DATASET EXCERPTS
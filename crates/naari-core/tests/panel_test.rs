#![allow(clippy::unwrap_used)]
// End-to-end panel flows against wiremock devices.

use std::time::Duration;

use pretty_assertions::assert_eq;
use serde_json::{Value, json};
use wiremock::matchers::{method, path};
use wiremock::{Mock, MockServer, ResponseTemplate};

use naari_core::{
    CoreError, Device, DeviceId, Panel, PanelSignal, Registry, Settings, Theme, ThemePreset,
    TickOutcome, Timing,
};

// ── Helpers ─────────────────────────────────────────────────────────

fn fast_settings() -> Settings {
    Settings {
        retries: 0,
        retry_backoff: Duration::from_millis(1),
        polling_rate: Duration::from_millis(20),
        ..Settings::default()
    }
}

async fn lamp(on: bool, sync: bool) -> MockServer {
    let server = MockServer::start().await;
    Mock::given(method("GET"))
        .and(path("/json"))
        .respond_with(ResponseTemplate::new(200).set_body_json(json!({
            "state": { "on": on, "bri": 200, "udpn": { "send": sync } }
        })))
        .mount(&server)
        .await;
    Mock::given(method("GET"))
        .and(path("/presets.json"))
        .respond_with(ResponseTemplate::new(200).set_body_json(json!({
            "0": {},
            "2": { "n": "reading", "bri": 255 },
            "1": { "n": "Campfire", "bri": 60 }
        })))
        .mount(&server)
        .await;
    Mock::given(method("POST"))
        .and(path("/json/state"))
        .respond_with(ResponseTemplate::new(200))
        .mount(&server)
        .await;
    server
}

async fn posted_bodies(server: &MockServer) -> Vec<Value> {
    server
        .received_requests()
        .await
        .unwrap()
        .iter()
        .filter(|r| r.method.as_str() == "POST")
        .map(|r| serde_json::from_slice(&r.body).unwrap())
        .collect()
}

fn panel(devices: Vec<Device>, themes: Vec<Theme>) -> Panel {
    Panel::with_timing(
        Registry::new(devices).unwrap(),
        themes,
        fast_settings(),
        Timing::immediate(),
    )
    .unwrap()
}

// ── Readiness ───────────────────────────────────────────────────────

#[tokio::test]
async fn test_operations_before_initialize_are_not_ready() {
    let desk = lamp(true, false).await;
    let panel = panel(vec![Device::new(1, desk.address().to_string())], Vec::new());

    assert!(matches!(panel.preset_options(), Err(CoreError::NotReady)));
    assert!(matches!(
        panel.toggle_power(&DeviceId::Number(1)).await,
        Err(CoreError::NotReady)
    ));
    assert!(matches!(panel.start_polling().await, Err(CoreError::NotReady)));
    assert!(posted_bodies(&desk).await.is_empty());
}

#[tokio::test]
async fn test_initialize_loads_status_and_presets_once() {
    let desk = lamp(true, false).await;
    let panel = panel(
        vec![
            Device::new(1, desk.address().to_string()).named("Desk"),
            Device::new(2, "127.0.0.1:9").inactive(),
        ],
        Vec::new(),
    );

    let snapshot = panel.initialize().await.unwrap();
    assert!(snapshot.complete);
    assert_eq!(snapshot.status.len(), 1);
    assert_eq!(snapshot.status[0].device_id(), Some(&DeviceId::Number(1)));

    // Second call reuses the cached load.
    panel.initialize().await.unwrap();
    let status_gets = desk
        .received_requests()
        .await
        .unwrap()
        .iter()
        .filter(|r| r.url.path() == "/json")
        .count();
    assert_eq!(status_gets, 1);

    let options = panel.preset_options().unwrap();
    assert_eq!(options.len(), 1);
    assert_eq!(options[0].options, vec!["1: Campfire", "2: reading", "0: None"]);
    assert_eq!(
        panel.preset_brightness(&DeviceId::Number(1), 1).unwrap(),
        Some(60)
    );
}

#[tokio::test]
async fn test_startup_repolls_missing_devices_then_gives_up() {
    let desk = lamp(true, false).await;
    let dead = MockServer::start().await;
    Mock::given(method("GET"))
        .respond_with(ResponseTemplate::new(503))
        .mount(&dead)
        .await;

    let panel = panel(
        vec![
            Device::new(1, desk.address().to_string()),
            Device::new(2, dead.address().to_string()),
        ],
        Vec::new(),
    );

    let snapshot = panel.initialize().await.unwrap();
    assert!(!snapshot.complete);
    assert!(panel.is_ready());

    let dead_status_gets = dead
        .received_requests()
        .await
        .unwrap()
        .iter()
        .filter(|r| r.url.path() == "/json")
        .count();
    assert_eq!(dead_status_gets, 3);
}

// ── Polling ─────────────────────────────────────────────────────────

#[tokio::test]
async fn test_poll_status_publishes_snapshot_and_failure_signals() {
    let desk = lamp(false, false).await;
    let panel = panel(
        vec![
            Device::new(1, desk.address().to_string()),
            Device::new(2, "127.0.0.1:9"),
        ],
        Vec::new(),
    );
    panel.initialize().await.unwrap();
    let mut signals = panel.signals();
    let mut status = panel.subscribe_status();
    status.mark_unchanged();

    let cycle = panel.poll_status().await.unwrap();
    assert_eq!(cycle.results.len(), 2);
    assert!(status.has_changed().unwrap());

    match signals.recv().await.unwrap() {
        PanelSignal::PollFailed {
            address, device_id, ..
        } => {
            assert_eq!(address, "127.0.0.1:9");
            assert_eq!(device_id, Some(DeviceId::Number(2)));
        }
        other => panic!("unexpected signal {other:?}"),
    }
    assert_eq!(
        panel.device_status(&DeviceId::Number(1)).unwrap().on,
        Some(false)
    );
}

#[tokio::test]
async fn test_tick_is_rejected_while_a_cycle_holds_the_guard() {
    let desk = lamp(true, false).await;
    let panel = panel(vec![Device::new(1, desk.address().to_string())], Vec::new());
    panel.initialize().await.unwrap();
    let mut signals = panel.signals();

    let guard = panel.scheduler().try_acquire().unwrap();
    assert!(matches!(panel.tick().await, TickOutcome::Busy { consecutive: 1 }));
    assert_eq!(
        signals.recv().await.unwrap(),
        PanelSignal::PollRejected { consecutive: 1 }
    );
    drop(guard);

    assert!(panel.tick().await.completed().is_some());
}

#[tokio::test]
async fn test_repeated_poll_rejections_escalate_to_stalled() {
    let desk = lamp(true, false).await;
    let panel = panel(vec![Device::new(1, desk.address().to_string())], Vec::new());
    panel.initialize().await.unwrap();
    let threshold = panel.scheduler().conflict_threshold();
    let mut signals = panel.signals();

    let guard = panel.scheduler().try_acquire().unwrap();
    for consecutive in 1..threshold {
        let err = panel.poll_status().await.unwrap_err();
        assert!(matches!(err, CoreError::PollInProgress), "{err:?}");
        assert_eq!(
            signals.recv().await.unwrap(),
            PanelSignal::PollRejected { consecutive }
        );
    }

    let err = panel.poll_status().await.unwrap_err();
    assert!(
        matches!(err, CoreError::PollStalled { consecutive } if consecutive == threshold),
        "{err:?}"
    );
    assert!(err.is_conflict());
    assert_eq!(
        signals.recv().await.unwrap(),
        PanelSignal::PollStalled {
            consecutive: threshold
        }
    );

    drop(guard);
    assert!(panel.poll_status().await.is_ok());
    assert_eq!(panel.scheduler().consecutive_conflicts(), 0);
}

#[tokio::test]
async fn test_background_loop_polls_until_stopped() {
    let desk = lamp(true, false).await;
    let panel = panel(vec![Device::new(1, desk.address().to_string())], Vec::new());
    panel.initialize().await.unwrap();
    let mut status = panel.subscribe_status();
    status.mark_unchanged();

    panel.start_polling().await.unwrap();
    assert!(panel.is_polling().await);
    tokio::time::timeout(Duration::from_secs(5), status.changed())
        .await
        .unwrap()
        .unwrap();

    panel.stop_polling().await;
    assert!(!panel.is_polling().await);
}

#[tokio::test]
async fn test_dropping_last_handle_stops_background_loop() {
    let desk = lamp(true, false).await;
    let panel = panel(vec![Device::new(1, desk.address().to_string())], Vec::new());
    panel.initialize().await.unwrap();
    let mut status = panel.subscribe_status();

    panel.start_polling().await.unwrap();
    drop(panel);

    // The sender lives inside the panel; it closes once the loop lets go.
    tokio::time::timeout(Duration::from_secs(5), async {
        while status.changed().await.is_ok() {}
    })
    .await
    .unwrap();
}

// ── Commands ────────────────────────────────────────────────────────

#[tokio::test]
async fn test_toggle_power_flips_last_polled_state() {
    let desk = lamp(true, false).await;
    let panel = panel(vec![Device::new(1, desk.address().to_string())], Vec::new());
    panel.initialize().await.unwrap();

    let (now_on, outcome) = panel.toggle_power(&DeviceId::Number(1)).await.unwrap();

    assert!(!now_on);
    assert_eq!(outcome.status, 200);
    assert_eq!(
        posted_bodies(&desk).await,
        vec![json!({"on": false, "udpn": {"send": false}})]
    );
}

#[tokio::test]
async fn test_toggle_power_without_state_is_unknown() {
    let panel = panel(vec![Device::new(1, "127.0.0.1:9")], Vec::new());
    panel.initialize().await.unwrap();

    let err = panel.toggle_power(&DeviceId::Number(1)).await.unwrap_err();
    assert!(matches!(err, CoreError::UnknownDeviceState { .. }));
}

#[tokio::test]
async fn test_commands_reset_idle_clock() {
    let desk = lamp(true, false).await;
    let panel = panel(vec![Device::new(1, desk.address().to_string())], Vec::new());
    panel.initialize().await.unwrap();

    for _ in 0..3 {
        let _ = panel.tick().await;
    }
    assert_eq!(panel.scheduler().elapsed_ticks(), 3);

    panel.set_brightness(&DeviceId::Number(1), 42).await.unwrap();
    assert_eq!(panel.scheduler().elapsed_ticks(), 0);
}

#[tokio::test]
async fn test_theme_sends_presets_to_every_selected_device() {
    let desk = lamp(true, false).await;
    let shelf = lamp(true, false).await;
    let theme = Theme {
        id: 1,
        name: "Evening".into(),
        presets: vec![
            ThemePreset {
                device_id: DeviceId::Number(1),
                device_address: None,
                preset_name: "1: Campfire".into(),
            },
            ThemePreset {
                device_id: DeviceId::Number(2),
                device_address: None,
                preset_name: "2: reading".into(),
            },
            ThemePreset {
                device_id: DeviceId::Number(3),
                device_address: None,
                preset_name: "0: None".into(),
            },
        ],
    };
    let panel = panel(
        vec![
            Device::new(1, desk.address().to_string()),
            Device::new(2, shelf.address().to_string()),
            Device::new(3, "127.0.0.1:9"),
        ],
        vec![theme],
    );
    panel.initialize().await.unwrap();

    let sends = panel.apply_theme("evening").await.unwrap();

    assert_eq!(sends.len(), 2);
    assert!(sends.iter().all(|s| s.result.is_ok()));
    assert_eq!(
        posted_bodies(&desk).await,
        vec![json!({"ps": 1, "udpn": {"send": false}})]
    );
    assert_eq!(
        posted_bodies(&shelf).await,
        vec![json!({"ps": 2, "udpn": {"send": false}})]
    );

    assert!(matches!(
        panel.apply_theme("nope").await,
        Err(CoreError::ThemeNotFound { .. })
    ));
}

#[tokio::test]
async fn test_master_power_sends_plain_toggle() {
    let master = lamp(true, true).await;
    let panel = panel(
        vec![Device::new(1, master.address().to_string()).master()],
        Vec::new(),
    );
    panel.initialize().await.unwrap();

    let now_on = panel.toggle_master_power().await.unwrap();

    assert!(!now_on);
    assert_eq!(posted_bodies(&master).await, vec![json!({"on": false})]);
}

#[tokio::test]
async fn test_master_power_without_master_device() {
    let desk = lamp(true, false).await;
    let panel = panel(vec![Device::new(1, desk.address().to_string())], Vec::new());
    panel.initialize().await.unwrap();

    assert!(matches!(
        panel.toggle_master_power().await,
        Err(CoreError::NoMasterDevice)
    ));
}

WORK TO COMPLETE
Your task is to copy every line of the entries that contains the string "scheduler".

EXPECTED ANSWER
    let guard = panel.scheduler().try_acquire().unwrap();
    let threshold = panel.scheduler().conflict_threshold();
    let guard = panel.scheduler().try_acquire().unwrap();
    assert_eq!(panel.scheduler().consecutive_conflicts(), 0);
    assert_eq!(panel.scheduler().elapsed_ticks(), 3);
    assert_eq!(panel.scheduler().elapsed_ticks(), 0);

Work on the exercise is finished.